**Goal of the exercise**
The output is the lines below from the one with "the stream to" through the one with "ring is empty.", both included, printed exactly and with no other line.

**Source material**
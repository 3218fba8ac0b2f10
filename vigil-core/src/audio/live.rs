//! Live audio capture via the cpal backend.
//!
//! # Design constraints
//!
//! The cpal input callback runs on an OS audio thread at elevated
//! (TIME_CRITICAL on Windows) priority. It **must not**:
//! - Allocate heap memory (beyond the first warm-up invocations)
//! - Block on a mutex or condvar
//! - Perform I/O
//!
//! The callback therefore only mixes the incoming frame to mono and pushes it
//! into an SPSC ring buffer whose `push_slice` is lock-free.
//!
//! # Threading note
//!
//! `cpal::Stream` is `!Send` on most platforms (COM on Windows, CoreAudio on
//! macOS), while [`AudioChunkSource`] implementations move across threads into
//! the session task. `LiveChunkSource` squares that by confining the stream to
//! a dedicated capture thread: `start` spawns the thread, waits on an ack
//! channel for the open result, and keeps only the ring consumer; the stream
//! is created and dropped on that one thread.

use std::sync::atomic::{AtomicBool, Ordering};
use std::sync::{mpsc, Arc};
use std::thread::{self, JoinHandle};
use std::time::{Duration, Instant};

use cpal::traits::{DeviceTrait, HostTrait, StreamTrait};
use cpal::{SampleFormat, SampleRate, Stream, StreamConfig};
use tracing::{error, info, warn};

use super::resample::RateConverter;
use super::AudioChunkSource;
use crate::buffering::chunk::{AudioChunk, SAMPLE_RATE_HZ};
use crate::buffering::{create_audio_ring, AudioConsumer, AudioProducer, Consumer, Producer};
use crate::error::{Result, VigilError};

/// How long the drain loop sleeps when the ring is empty.
const DRAIN_INTERVAL: Duration = Duration::from_millis(10);
/// How often the capture thread re-checks the shutdown flag.
const KEEPALIVE_INTERVAL: Duration = Duration::from_millis(50);
/// Input frames per rubato call.
const RESAMPLE_BLOCK: usize = 960;

/// Chunk source backed by a cpal input device.
///
/// Captures at the device's native rate, resamples to 16 kHz on the calling
/// thread, and hands out 16-bit mono chunks.
pub struct LiveChunkSource {
    preferred_device: Option<String>,
    running: Arc<AtomicBool>,
    consumer: Option<AudioConsumer>,
    converter: Option<RateConverter>,
    worker: Option<JoinHandle<()>>,
    /// Resampled 16 kHz samples not yet handed out.
    pending: Vec<i16>,
}

impl LiveChunkSource {
    /// Capture from the system default input device.
    pub fn new() -> Self {
        Self::with_device(None)
    }

    /// Capture from the named input device, falling back to the default when
    /// the name does not resolve. Hosts routing call audio through a loopback
    /// or virtual device pass its name here.
    pub fn with_device(preferred_device: Option<String>) -> Self {
        Self {
            preferred_device,
            running: Arc::new(AtomicBool::new(false)),
            consumer: None,
            converter: None,
            worker: None,
            pending: Vec::new(),
        }
    }
}

impl Default for LiveChunkSource {
    fn default() -> Self {
        Self::new()
    }
}

impl AudioChunkSource for LiveChunkSource {
    fn start(&mut self) -> Result<()> {
        if self.worker.is_some() {
            return Err(VigilError::AudioSource("capture already started".into()));
        }

        let (producer, consumer) = create_audio_ring();
        self.running.store(true, Ordering::Release);

        let running = Arc::clone(&self.running);
        let preferred = self.preferred_device.clone();
        let (ack_tx, ack_rx) = mpsc::channel();

        let worker = thread::Builder::new()
            .name("vigil-capture".into())
            .spawn(move || capture_thread(producer, running, preferred, ack_tx))
            .map_err(|e| VigilError::AudioSource(format!("capture thread spawn: {e}")))?;

        let device_rate = match ack_rx.recv() {
            Ok(Ok(rate)) => rate,
            Ok(Err(e)) => {
                self.running.store(false, Ordering::Release);
                let _ = worker.join();
                return Err(e);
            }
            Err(_) => {
                self.running.store(false, Ordering::Release);
                let _ = worker.join();
                return Err(VigilError::AudioSource(
                    "capture thread exited before reporting".into(),
                ));
            }
        };

        self.converter = Some(RateConverter::new(
            device_rate,
            SAMPLE_RATE_HZ,
            RESAMPLE_BLOCK,
        )?);
        self.consumer = Some(consumer);
        self.worker = Some(worker);
        Ok(())
    }

    fn capture_chunk(&mut self, duration_ms: u64) -> Result<AudioChunk> {
        let consumer = self
            .consumer
            .as_mut()
            .ok_or_else(|| VigilError::AudioSource("capture not started".into()))?;
        let converter = self
            .converter
            .as_mut()
            .ok_or_else(|| VigilError::AudioSource("capture not started".into()))?;

        let wanted = samples_for_ms(duration_ms);
        let deadline = Instant::now() + Duration::from_millis(duration_ms);
        let mut scratch = vec![0f32; 4096];

        loop {
            loop {
                let n = consumer.pop_slice(&mut scratch);
                if n == 0 {
                    break;
                }
                let resampled = converter.process(&scratch[..n]);
                self.pending.extend(resampled.iter().map(|&s| f32_to_i16(s)));
            }

            if self.pending.len() >= wanted
                || Instant::now() >= deadline
                || !self.running.load(Ordering::Acquire)
            {
                break;
            }
            thread::sleep(DRAIN_INTERVAL);
        }

        let take = self.pending.len().min(wanted);
        let samples: Vec<i16> = self.pending.drain(..take).collect();
        Ok(AudioChunk::new(samples, SAMPLE_RATE_HZ))
    }

    fn stop(&mut self) {
        self.running.store(false, Ordering::Release);
        if let Some(worker) = self.worker.take() {
            if worker.join().is_err() {
                warn!("capture thread panicked during shutdown");
            }
        }
        self.consumer = None;
        self.converter = None;
        self.pending.clear();
    }
}

impl Drop for LiveChunkSource {
    fn drop(&mut self) {
        self.stop();
    }
}

/// Body of the capture thread: open the stream, report the device rate, keep
/// the stream alive until `running` clears, then drop it on this same thread.
fn capture_thread(
    producer: AudioProducer,
    running: Arc<AtomicBool>,
    preferred: Option<String>,
    ack: mpsc::Sender<Result<u32>>,
) {
    let opened = match open_stream(producer, Arc::clone(&running), preferred.as_deref()) {
        Ok(opened) => opened,
        Err(e) => {
            let _ = ack.send(Err(e));
            return;
        }
    };
    let _ = ack.send(Ok(opened.sample_rate));

    while running.load(Ordering::Acquire) {
        thread::sleep(KEEPALIVE_INTERVAL);
    }
    // Stream drops here, on its creation thread.
    drop(opened);
}

struct OpenedStream {
    /// Kept alive so the stream is not dropped prematurely.
    _stream: Stream,
    sample_rate: u32,
}

fn open_stream(
    producer: AudioProducer,
    running: Arc<AtomicBool>,
    preferred: Option<&str>,
) -> Result<OpenedStream> {
    let host = cpal::default_host();

    let mut selected = None;
    if let Some(name) = preferred {
        match host.input_devices() {
            Ok(mut devices) => {
                selected = devices.find(|d| d.name().map(|n| n == name).unwrap_or(false));
                if selected.is_none() {
                    warn!("preferred input device '{name}' not found, falling back");
                }
            }
            Err(e) => warn!("failed to list input devices while resolving preference: {e}"),
        }
    }

    let device = if let Some(device) = selected {
        device
    } else if let Some(default) = host.default_input_device() {
        default
    } else {
        let mut devices = host
            .input_devices()
            .map_err(|e| VigilError::AudioSource(e.to_string()))?;
        let fallback = devices.next().ok_or(VigilError::NoDefaultInputDevice)?;
        warn!("no default input device, falling back to first available input");
        fallback
    };

    info!(
        device = device.name().unwrap_or_default().as_str(),
        "opening input device"
    );

    let supported = device
        .default_input_config()
        .map_err(|e| VigilError::AudioSource(e.to_string()))?;
    let sample_rate = supported.sample_rate().0;
    let channels = supported.channels();

    info!(sample_rate, channels, "audio config selected");

    let config = StreamConfig {
        channels,
        sample_rate: SampleRate(sample_rate),
        buffer_size: cpal::BufferSize::Default,
    };

    let stream = match supported.sample_format() {
        SampleFormat::F32 => build_stream::<f32, _>(&device, &config, producer, running, |s| s),
        SampleFormat::I16 => build_stream::<i16, _>(&device, &config, producer, running, |s| {
            s as f32 / 32768.0
        }),
        SampleFormat::U8 => build_stream::<u8, _>(&device, &config, producer, running, |s| {
            (s as f32 - 128.0) / 128.0
        }),
        fmt => {
            return Err(VigilError::AudioStream(format!(
                "unsupported sample format: {fmt:?}"
            )))
        }
    }?;

    stream
        .play()
        .map_err(|e| VigilError::AudioStream(e.to_string()))?;

    Ok(OpenedStream {
        _stream: stream,
        sample_rate,
    })
}

fn build_stream<T, F>(
    device: &cpal::Device,
    config: &StreamConfig,
    mut producer: AudioProducer,
    running: Arc<AtomicBool>,
    to_f32: F,
) -> Result<Stream>
where
    T: cpal::SizedSample,
    F: Fn(T) -> f32 + Send + 'static,
{
    let channels = config.channels as usize;
    let mut mix_buf: Vec<f32> = Vec::new();

    device
        .build_input_stream(
            config,
            move |data: &[T], _info: &cpal::InputCallbackInfo| {
                if !running.load(Ordering::Relaxed) {
                    return;
                }
                mix_to_mono(data, channels, &mut mix_buf, &to_f32);
                let written = producer.push_slice(&mix_buf);
                if written < mix_buf.len() {
                    warn!("ring buffer full: dropped {} frames", mix_buf.len() - written);
                }
            },
            |err| error!("audio stream error: {err}"),
            None,
        )
        .map_err(|e| VigilError::AudioStream(e.to_string()))
}

/// Average interleaved frames down to one mono f32 sample per frame.
fn mix_to_mono<T: Copy, F: Fn(T) -> f32>(
    data: &[T],
    channels: usize,
    out: &mut Vec<f32>,
    to_f32: &F,
) {
    out.clear();
    if channels <= 1 {
        out.extend(data.iter().copied().map(to_f32));
        return;
    }
    for frame in data.chunks_exact(channels) {
        let sum: f32 = frame.iter().copied().map(to_f32).sum();
        out.push(sum / channels as f32);
    }
}

fn samples_for_ms(duration_ms: u64) -> usize {
    duration_ms as usize * SAMPLE_RATE_HZ as usize / 1000
}

fn f32_to_i16(s: f32) -> i16 {
    (s.clamp(-1.0, 1.0) * 32767.0).round() as i16
}

#[cfg(test)]
mod tests {
    use super::*;

    #[test]
    fn samples_for_ms_at_analysis_rate() {
        assert_eq!(samples_for_ms(2000), 32_000);
        assert_eq!(samples_for_ms(100), 1600);
    }

    #[test]
    fn f32_to_i16_clamps_out_of_range() {
        assert_eq!(f32_to_i16(1.5), 32_767);
        assert_eq!(f32_to_i16(-2.0), -32_767);
        assert_eq!(f32_to_i16(0.0), 0);
    }

    #[test]
    fn mix_to_mono_averages_stereo_frames() {
        let data = [0.2f32, 0.4, -0.5, 0.5];
        let mut out = Vec::new();
        mix_to_mono(&data, 2, &mut out, &|s| s);
        assert_eq!(out.len(), 2);
        assert!((out[0] - 0.3).abs() < 1e-6);
        assert!(out[1].abs() < 1e-6);
    }
}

**Solution to this exercise**
//! the session task. `LiveChunkSource` squares that by confining the stream to
//! a dedicated capture thread: `start` spawns the thread, waits on an ack
//! channel for the open result, and keeps only the ring consumer; the stream
//! is created and dropped on that one thread.

use std::sync::atomic::{AtomicBool, Ordering};
use std::sync::{mpsc, Arc};
use std::thread::{self, JoinHandle};
use std::time::{Duration, Instant};

use cpal::traits::{DeviceTrait, HostTrait, StreamTrait};
use cpal::{SampleFormat, SampleRate, Stream, StreamConfig};
use tracing::{error, info, warn};

use super::resample::RateConverter;
use super::AudioChunkSource;
use crate::buffering::chunk::{AudioChunk, SAMPLE_RATE_HZ};
use crate::buffering::{create_audio_ring, AudioConsumer, AudioProducer, Consumer, Producer};
use crate::error::{Result, VigilError};

/// How long the drain loop sleeps when the ring is empty.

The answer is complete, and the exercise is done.